Found cached dataset glue (/root/.cache/huggingface/datasets/glue/mrpc/1.0.0/dacbe3125aa31d7f70367a07a8a9e72a5a0bfeb5fc42e75c9db75b96da6053ad)


  0%|          | 0/3 [00:00<?, ?it/s]

Loading cached processed dataset at /root/.cache/huggingface/datasets/glue/mrpc/1.0.0/dacbe3125aa31d7f70367a07a8a9e72a5a0bfeb5fc42e75c9db75b96da6053ad/cache-9e65bde4507e139d.arrow


  0%|          | 0/1 [00:00<?, ?ba/s]

Loading cached processed dataset at /root/.cache/huggingface/datasets/glue/mrpc/1.0.0/dacbe3125aa31d7f70367a07a8a9e72a5a0bfeb5fc42e75c9db75b96da6053ad/cache-be6d3eb930bf62fd.arrow


## Preparing for training

In [3]:
# Remove the columns sentence1, sentence2 and idx from the tokenized_dataset.
tokenized_dataset = tokenized_dataset.remove_columns(["sentence1", "sentence2", "idx"])
# Rename the column label to labels.
tokenized_dataset = tokenized_dataset.rename_column("label", "labels")
# Set the format of the columns to torch.
tokenized_dataset.set_format("torch")
# Print the columns name of the train tokenized_dataset.
print(tokenized_dataset["train"].column_names)

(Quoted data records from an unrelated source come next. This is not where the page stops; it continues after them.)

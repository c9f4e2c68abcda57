//! Engine configuration
//!
//! Supports multiple profiles (debug, release) with different settings.

use config::{Config, ConfigError, Environment, File};
use serde::{Deserialize, Serialize};

/// Policy for an interaction arriving while a transition is animating
#[derive(Debug, Clone, Copy, PartialEq, Eq, Default, Serialize, Deserialize)]
#[serde(rename_all = "kebab-case")]
pub enum ActivationPolicy {
    /// Drop the interaction; the running animation completes untouched.
    /// Guarantees animation integrity.
    #[default]
    Reject,
    /// Cancel the running animation (its page change stays committed) and
    /// process the new interaction immediately
    CancelPrior,
}

/// Per-session behavior knobs
#[derive(Debug, Clone, Serialize, Deserialize)]
pub struct SessionConfig {
    /// What to do with interactions during an active transition
    #[serde(default)]
    pub activation_policy: ActivationPolicy,
    /// Refuse stories with warning-level validation findings (unresolvable
    /// targets, millisecond-encoded durations)
    #[serde(default)]
    pub strict_validation: bool,
}

impl Default for SessionConfig {
    fn default() -> Self {
        Self {
            activation_policy: ActivationPolicy::Reject,
            strict_validation: false,
        }
    }
}

/// Engine configuration
#[derive(Debug, Clone, Serialize, Deserialize)]
pub struct PlayerConfig {
    /// The active profile (debug, release, etc.)
    pub profile: String,
    /// Session behavior
    #[serde(default)]
    pub session: SessionConfig,
}

impl PlayerConfig {
    /// Loads configuration based on the specified profile
    ///
    /// Profiles are loaded from config files in the following order:
    /// 1. config/{profile}.toml (profile-specific configuration)
    /// 2. Environment variables with prefix PLAYER_
    ///    (e.g. PLAYER_SESSION__ACTIVATION_POLICY=cancel-prior)
    ///
    /// Config files are searched for in:
    /// 1. Next to the executable (target/debug/config or target/release/config)
    /// 2. In the current directory (./config)
    pub fn load(profile: &str) -> Result<Self, ConfigError> {
        let config_dir = Self::find_config_dir();

        let mut builder = Config::builder();

        if let Some(ref dir) = config_dir {
            let profile_path = dir.join(profile);
            builder = builder.add_source(File::from(profile_path.as_path()).required(false));
        } else {
            builder =
                builder.add_source(File::with_name(&format!("config/{}", profile)).required(false));
        }

        // Use __ as separator for nested fields (e.g. PLAYER_SESSION__STRICT_VALIDATION)
        builder = builder.add_source(
            Environment::with_prefix("PLAYER")
                .separator("__")
                .try_parsing(true),
        );

        let config = builder.set_override("profile", profile)?.build()?;

        config.try_deserialize()
    }

    /// Finds the config directory by searching in multiple locations
    fn find_config_dir() -> Option<std::path::PathBuf> {
        if let Ok(exe_path) = std::env::current_exe()
            && let Some(exe_dir) = exe_path.parent()
        {
            let config_dir = exe_dir.join("config");
            if config_dir.exists() {
                return Some(config_dir);
            }
        }

        let cwd_config = std::path::PathBuf::from("config");
        if cwd_config.exists() {
            return Some(cwd_config);
        }

        None
    }

    /// Loads configuration using the PLAYER_PROFILE environment variable,
    /// defaulting to "release"
    pub fn load_from_env() -> Result<Self, ConfigError> {
        let profile = std::env::var("PLAYER_PROFILE").unwrap_or_else(|_| "release".to_string());
        Self::load(&profile)
    }
}

impl Default for PlayerConfig {
    fn default() -> Self {
        Self::load("release").unwrap_or_else(|_| Self {
            profile: "release".to_string(),
            session: SessionConfig::default(),
        })
    }
}
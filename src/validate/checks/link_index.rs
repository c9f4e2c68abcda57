//! Hotspot global index uniqueness check

use std::collections::HashSet;

use crate::story::Story;
use crate::validate::StructuralError;
use crate::validate::check::{CheckResult, StoryCheck};

/// Scans for hotspot indices declared by more than one link
pub fn violations(story: &Story) -> Vec<StructuralError> {
    let mut seen = HashSet::new();
    let mut duplicated = Vec::new();

    for page in &story.pages {
        for link in &page.links {
            if !seen.insert(link.index) {
                duplicated.push(StructuralError::DuplicateLinkIndex { index: link.index });
            }
        }
    }

    duplicated
}

/// Checks that hotspot indices are unique across the whole story
pub struct LinkIndexCheck;

impl LinkIndexCheck {
    pub fn new() -> Self {
        Self
    }
}

impl Default for LinkIndexCheck {
    fn default() -> Self {
        Self::new()
    }
}

impl StoryCheck for LinkIndexCheck {
    fn name(&self) -> &'static str {
        "Hotspot indices"
    }

    fn description(&self) -> Option<&'static str> {
        Some("hotspot indices are story-wide identifiers and must be unique")
    }

    fn check(&self, story: &Story) -> CheckResult {
        let violations = violations(story);
        if violations.is_empty() {
            CheckResult::pass(format!("{} hotspots, all unique", story.link_count()))
        } else {
            let details = violations
                .iter()
                .map(|v| format!("  ✗ {v}"))
                .collect::<Vec<_>>()
                .join("\n");
            CheckResult::fail(format!("{} duplicated hotspot index(es)", violations.len()))
                .with_details(details)
        }
    }
}
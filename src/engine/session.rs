//! Navigation session state machine
//!
//! One [`NavigationSession`] per running prototype: it owns the only
//! mutable state in the crate (current page, history stack, pointer press
//! tracking, stats) and composes the hit tester, reaction resolver, and
//! transition scheduler. Commands run synchronously to completion; the only
//! asynchronous element is the animation clock driven through
//! [`NavigationSession::tick`].

use std::sync::Arc;

use enum_map::EnumMap;
use serde::{Deserialize, Serialize};
use tracing::{debug, info, warn};

use crate::story::{Page, Story, Trigger};
use crate::validate::{self, StructuralError};

use super::config::{ActivationPolicy, PlayerConfig};
use super::events::{SessionEvent, SessionObserver};
use super::hit;
use super::resolver::{self, Action, NavigationError};
use super::transition::{Begun, TransitionScheduler};

/// Per-session interaction counters
#[derive(Debug, Clone, Default, Serialize, Deserialize)]
pub struct SessionStats {
    /// Committed navigations per trigger kind
    navigations: EnumMap<Trigger, u32>,
    /// Interactions dropped while a transition was animating
    rejected: u32,
    /// Reactions that targeted a missing page
    broken_references: u32,
}

impl SessionStats {
    /// Committed navigations fired by the given trigger
    pub fn navigations(&self, trigger: Trigger) -> u32 {
        self.navigations[trigger]
    }

    /// Committed navigations across all triggers
    pub fn total_navigations(&self) -> u32 {
        self.navigations.values().sum()
    }

    /// Interactions dropped under the reject policy
    pub fn rejected(&self) -> u32 {
        self.rejected
    }

    /// Broken-reference no-ops observed
    pub fn broken_references(&self) -> u32 {
        self.broken_references
    }
}

/// Top-level navigation state machine for one prototype session
pub struct NavigationSession {
    story: Arc<Story>,
    config: PlayerConfig,
    current: usize,
    history: Vec<usize>,
    scheduler: TransitionScheduler,
    observers: Vec<Box<dyn SessionObserver>>,
    /// Hotspot captured at pointer-down; a click requires release on the same one
    pressed_link: Option<usize>,
    stats: SessionStats,
}

impl NavigationSession {
    /// Validates the story and opens a session on its start page.
    ///
    /// Structural invariant violations refuse the session; the story is
    /// immutable and shared from here on.
    pub fn new(story: Arc<Story>, config: PlayerConfig) -> Result<Self, StructuralError> {
        validate::ensure_valid(&story, config.session.strict_validation)?;

        let current = story.start_page_index;
        info!(
            title = %story.title,
            pages = story.page_count(),
            hotspots = story.link_count(),
            start = current,
            "navigation session ready"
        );

        Ok(Self {
            story,
            config,
            current,
            history: Vec::new(),
            scheduler: TransitionScheduler::new(),
            observers: Vec::new(),
            pressed_link: None,
            stats: SessionStats::default(),
        })
    }

    /// The story this session navigates
    pub fn story(&self) -> &Story {
        &self.story
    }

    /// Index of the logically current page
    pub fn current_index(&self) -> usize {
        self.current
    }

    /// The logically current page, for drawing
    pub fn current_page(&self) -> &Page {
        // Validation guarantees contiguous indices, so position == index
        &self.story.pages[self.current]
    }

    /// Depth of the back-navigation history
    pub fn history_len(&self) -> usize {
        self.history.len()
    }

    /// True while a transition animation is running
    pub fn is_animating(&self) -> bool {
        self.scheduler.is_animating()
    }

    /// Interaction counters for this session
    pub fn stats(&self) -> &SessionStats {
        &self.stats
    }

    /// Registers an observer for session events
    pub fn subscribe(&mut self, observer: Box<dyn SessionObserver>) {
        self.observers.push(observer);
    }

    /// Resolves a click at `point` on the current page
    pub fn activate(&mut self, point: [f32; 2]) {
        self.activate_with(point, Trigger::OnClick);
    }

    /// Resolves an interaction at `point` for an arbitrary trigger kind
    pub fn activate_with(&mut self, point: [f32; 2], trigger: Trigger) {
        if !self.gate_animation() {
            return;
        }

        let hit = hit::hit_test(&self.story, self.current_page(), point).map(|l| l.index);
        let Some(link_index) = hit else {
            debug!(x = point[0], y = point[1], "no hotspot under pointer");
            return;
        };

        self.activate_link(link_index, trigger);
    }

    /// Pointer pressed at `(x, y)` - remembers the hotspot under it
    pub fn pointer_down(&mut self, x: f32, y: f32) {
        self.pressed_link =
            hit::hit_test(&self.story, self.current_page(), [x, y]).map(|l| l.index);
    }

    /// Pointer released at `(x, y)` - a click fires only when press and
    /// release land on the same hotspot
    pub fn pointer_up(&mut self, x: f32, y: f32) {
        let pressed = self.pressed_link.take();
        let released = hit::hit_test(&self.story, self.current_page(), [x, y]).map(|l| l.index);

        match (pressed, released) {
            (Some(down), Some(up)) if down == up => {
                if self.gate_animation() {
                    self.activate_link(down, Trigger::OnClick);
                }
            }
            (Some(_), _) => {
                debug!("press and release did not land on the same hotspot");
            }
            _ => {}
        }
    }

    /// Navigates back to the previous page. Silent no-op on empty history -
    /// never underflows, never an error. Any running animation is cancelled
    /// (its page change stays committed).
    pub fn back(&mut self) {
        self.cancel_animation();

        let Some(target) = self.history.pop() else {
            debug!("back requested with empty history");
            return;
        };

        let prev = self.current;
        self.current = target;
        info!(prev, next = target, "navigated back");
        self.emit(SessionEvent::PageChanged { prev, next: target });
    }

    /// Resets the session to the story's start page and clears history
    pub fn restart(&mut self) {
        self.cancel_animation();
        self.pressed_link = None;
        self.history.clear();

        let prev = self.current;
        self.current = self.story.start_page_index;
        info!(prev, next = self.current, "session restarted");
        if prev != self.current {
            self.emit(SessionEvent::PageChanged {
                prev,
                next: self.current,
            });
        }
    }

    /// Advances the animation clock by `dt` seconds. Emits progress while a
    /// transition is animating and the finished event when it completes.
    pub fn tick(&mut self, dt: f32) {
        let Some(progress) = self.scheduler.tick(dt) else {
            return;
        };

        self.emit(SessionEvent::TransitionProgress {
            fraction: progress.fraction,
            kind: progress.kind,
        });
        if progress.finished {
            self.emit(SessionEvent::TransitionFinished);
        }
    }

    /// Applies the activation policy when a transition is animating.
    /// Returns true when the interaction may proceed.
    fn gate_animation(&mut self) -> bool {
        if !self.scheduler.is_animating() {
            return true;
        }

        match self.config.session.activation_policy {
            ActivationPolicy::Reject => {
                self.stats.rejected += 1;
                let error = NavigationError::ConcurrentTransitionRejected;
                warn!(%error, "interaction dropped");
                self.emit(SessionEvent::NavigationFailed(error));
                false
            }
            ActivationPolicy::CancelPrior => {
                self.cancel_animation();
                true
            }
        }
    }

    fn cancel_animation(&mut self) {
        if self.scheduler.cancel().is_some() {
            self.emit(SessionEvent::TransitionFinished);
        }
    }

    fn activate_link(&mut self, link_index: usize, trigger: Trigger) {
        let story = Arc::clone(&self.story);
        let Some(link) = story.link_by_global_index(link_index) else {
            return;
        };

        match resolver::resolve(&story, link, trigger) {
            Err(error) => {
                if matches!(error, NavigationError::BrokenReference { .. }) {
                    self.stats.broken_references += 1;
                }
                warn!(%error, link = %link.name, "navigation failed");
                self.emit(SessionEvent::NavigationFailed(error));
            }
            Ok(None) => {
                debug!(link = %link.name, ?trigger, "no reaction for trigger");
            }
            Ok(Some(action)) => match action {
                Action::Navigate {
                    target,
                    animation,
                    duration,
                    suppress_scroll,
                    modal,
                } => {
                    self.commit_navigation(target, animation, duration, trigger, modal, suppress_scroll);
                }
                Action::Overlay {
                    target,
                    animation,
                    duration,
                } => {
                    self.commit_navigation(target, animation, duration, trigger, true, false);
                }
                Action::Back => self.back(),
                Action::Scroll => {
                    debug!(link = %link.name, "scroll actions are not handled by navigation");
                }
                Action::None => {}
            },
        }
    }

    /// Commits the logical page change, then starts the animation.
    /// `page_changed` fires first; the renderer may start drawing the new
    /// page while the animation resolves visually.
    fn commit_navigation(
        &mut self,
        target: usize,
        animation: crate::story::TransitionKind,
        duration: f32,
        trigger: Trigger,
        modal: bool,
        suppress_scroll: bool,
    ) {
        let prev = self.current;
        self.history.push(prev);
        self.current = target;
        self.stats.navigations[trigger] += 1;

        info!(prev, next = target, modal, suppress_scroll, "page changed");
        self.emit(SessionEvent::PageChanged { prev, next: target });

        match self.scheduler.begin(prev, target, animation, duration) {
            Ok(Begun::Animating) => {
                let duration = self.scheduler.active().map(|t| t.duration).unwrap_or(0.0);
                self.emit(SessionEvent::TransitionStarted {
                    from: prev,
                    to: target,
                    kind: animation,
                    duration,
                });
            }
            Ok(Begun::Instant) => {
                self.emit(SessionEvent::TransitionStarted {
                    from: prev,
                    to: target,
                    kind: animation,
                    duration: 0.0,
                });
                self.emit(SessionEvent::TransitionFinished);
            }
            Err(error) => {
                // Unreachable after gate_animation, but never panic over it
                warn!(%error, "scheduler refused transition");
            }
        }
    }

    fn emit(&mut self, event: SessionEvent) {
        for observer in &mut self.observers {
            match &event {
                SessionEvent::PageChanged { prev, next } => {
                    observer.on_page_changed(*prev, *next);
                }
                SessionEvent::TransitionStarted {
                    from,
                    to,
                    kind,
                    duration,
                } => {
                    observer.on_transition_started(*from, *to, *kind, *duration);
                }
                SessionEvent::TransitionProgress { fraction, kind } => {
                    observer.on_transition_progress(*fraction, *kind);
                }
                SessionEvent::TransitionFinished => {
                    observer.on_transition_finished();
                }
                SessionEvent::NavigationFailed(error) => {
                    observer.on_navigation_error(error);
                }
            }
        }
    }
}
//! Raw pointer input collection from winit events
//!
//! Translates window events into session commands: cursor tracking in
//! DPI-scaled logical coordinates, left-button press/release as pointer
//! down/up, and keyboard shortcuts for back/restart. Pure translation - no
//! engine state lives here.

use winit::event::{ElementState, MouseButton, WindowEvent};
use winit::keyboard::{KeyCode, PhysicalKey};

use super::session::NavigationSession;

/// A command for the navigation session, produced from raw input
#[derive(Debug, Clone, Copy, PartialEq)]
pub enum SessionCommand {
    PointerDown([f32; 2]),
    PointerUp([f32; 2]),
    Back,
    Restart,
}

impl SessionCommand {
    /// Dispatches this command onto a session
    pub fn apply(self, session: &mut NavigationSession) {
        match self {
            SessionCommand::PointerDown(pos) => session.pointer_down(pos[0], pos[1]),
            SessionCommand::PointerUp(pos) => session.pointer_up(pos[0], pos[1]),
            SessionCommand::Back => session.back(),
            SessionCommand::Restart => session.restart(),
        }
    }
}

/// Collects raw pointer input from winit events
pub struct PointerCollector {
    cursor: Option<[f32; 2]>,
    scale_factor: f32,
}

impl PointerCollector {
    /// Creates a new collector
    pub fn new() -> Self {
        Self {
            cursor: None,
            scale_factor: 1.0,
        }
    }

    /// Update scale factor (DPI scaling)
    pub fn set_scale_factor(&mut self, scale_factor: f32) {
        self.scale_factor = scale_factor;
    }

    /// Last known cursor position in logical coordinates
    pub fn cursor(&self) -> Option<[f32; 2]> {
        self.cursor
    }

    /// Handle a winit window event; returns the session command it maps to,
    /// if any
    pub fn handle_window_event(&mut self, event: &WindowEvent) -> Option<SessionCommand> {
        match event {
            WindowEvent::CursorMoved { position, .. } => {
                self.cursor = Some([
                    position.x as f32 / self.scale_factor,
                    position.y as f32 / self.scale_factor,
                ]);
                None
            }

            WindowEvent::CursorLeft { .. } => {
                self.cursor = None;
                None
            }

            WindowEvent::ScaleFactorChanged { scale_factor, .. } => {
                self.scale_factor = *scale_factor as f32;
                None
            }

            WindowEvent::MouseInput {
                state,
                button: MouseButton::Left,
                ..
            } => {
                // Presses with no known cursor position are ignored
                let pos = self.cursor?;
                Some(match state {
                    ElementState::Pressed => SessionCommand::PointerDown(pos),
                    ElementState::Released => SessionCommand::PointerUp(pos),
                })
            }

            WindowEvent::KeyboardInput { event, .. }
                if event.state == ElementState::Pressed && !event.repeat =>
            {
                match event.physical_key {
                    PhysicalKey::Code(KeyCode::Escape) | PhysicalKey::Code(KeyCode::Backspace) => {
                        Some(SessionCommand::Back)
                    }
                    PhysicalKey::Code(KeyCode::Home) => Some(SessionCommand::Restart),
                    _ => None,
                }
            }

            _ => None,
        }
    }
}

impl Default for PointerCollector {
    fn default() -> Self {
        Self::new()
    }
}
//! Reaction source-page consistency check

use crate::story::Story;
use crate::validate::StructuralError;
use crate::validate::check::{CheckResult, StoryCheck};

/// Scans for reactions whose declared source page disagrees with the page
/// that owns them
pub fn violations(story: &Story) -> Vec<StructuralError> {
    let mut mismatched = Vec::new();

    for page in &story.pages {
        for link in &page.links {
            for reaction in &link.reactions {
                if reaction.src_page_index != page.index {
                    mismatched.push(StructuralError::ReactionSourceMismatch {
                        page: page.index,
                        declared: reaction.src_page_index,
                    });
                }
            }
        }
    }

    mismatched
}

/// Checks that every reaction's source page matches its owning page
pub struct ReactionSourceCheck;

impl ReactionSourceCheck {
    pub fn new() -> Self {
        Self
    }
}

impl Default for ReactionSourceCheck {
    fn default() -> Self {
        Self::new()
    }
}

impl StoryCheck for ReactionSourceCheck {
    fn name(&self) -> &'static str {
        "Reaction sources"
    }

    fn description(&self) -> Option<&'static str> {
        Some("srcPageIndex is a consistency invariant, not a free field")
    }

    fn check(&self, story: &Story) -> CheckResult {
        let violations = violations(story);
        if violations.is_empty() {
            CheckResult::pass("all reactions agree with their owning page")
        } else {
            let details = violations
                .iter()
                .map(|v| format!("  ✗ {v}"))
                .collect::<Vec<_>>()
                .join("\n");
            CheckResult::fail(format!("{} mismatched reaction source(s)", violations.len()))
                .with_details(details)
        }
    }
}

['labels', 'input_ids', 'token_type_ids', 'attention_mask']


In [4]:
# Import DataLoaders from the PyTorch library.
from torch.utils.data import DataLoader

# Create a train_dataloader with the train tokenized_dataset and the data_collator.
train_dataloader = DataLoader(
    tokenized_dataset["train"], shuffle=True, collate_fn=data_collator, batch_size=8
)
# Create a validation_dataloader with the validation tokenized_dataset and the data_collator.
validation_dataloader = DataLoader(
    tokenized_dataset["validation"], collate_fn=data_collator, batch_size=8
)

In [5]:
# Inspect only a batch from the train_dataloader with a for loop.
for batch in train_dataloader:
    # Create a dictionary with the keys and the shape of the batch items.
    print({k: v.shape for k, v in batch.items()})
    break


You're using a BertTokenizerFast tokenizer. Please note that with a fast tokenizer, using the `__call__` method is faster than using a method to encode the text followed by a call to the `pad` method to get a padded encoding.


{'labels': torch.Size([8]), 'input_ids': torch.Size([8, 70]), 'token_type_ids': torch.Size([8, 70]), 'attention_mask': torch.Size([8, 70])}


In [6]:
# Import AutoModelForSequenceClassification from the Transformers library.
from transformers import AutoModelForSequenceClassification

# Create a model with the AutoModelForSequenceClassification class and the checkpoint with the num_labels argument set to 2.
model = AutoModelForSequenceClassification.from_pretrained(checkpoint, num_labels=2)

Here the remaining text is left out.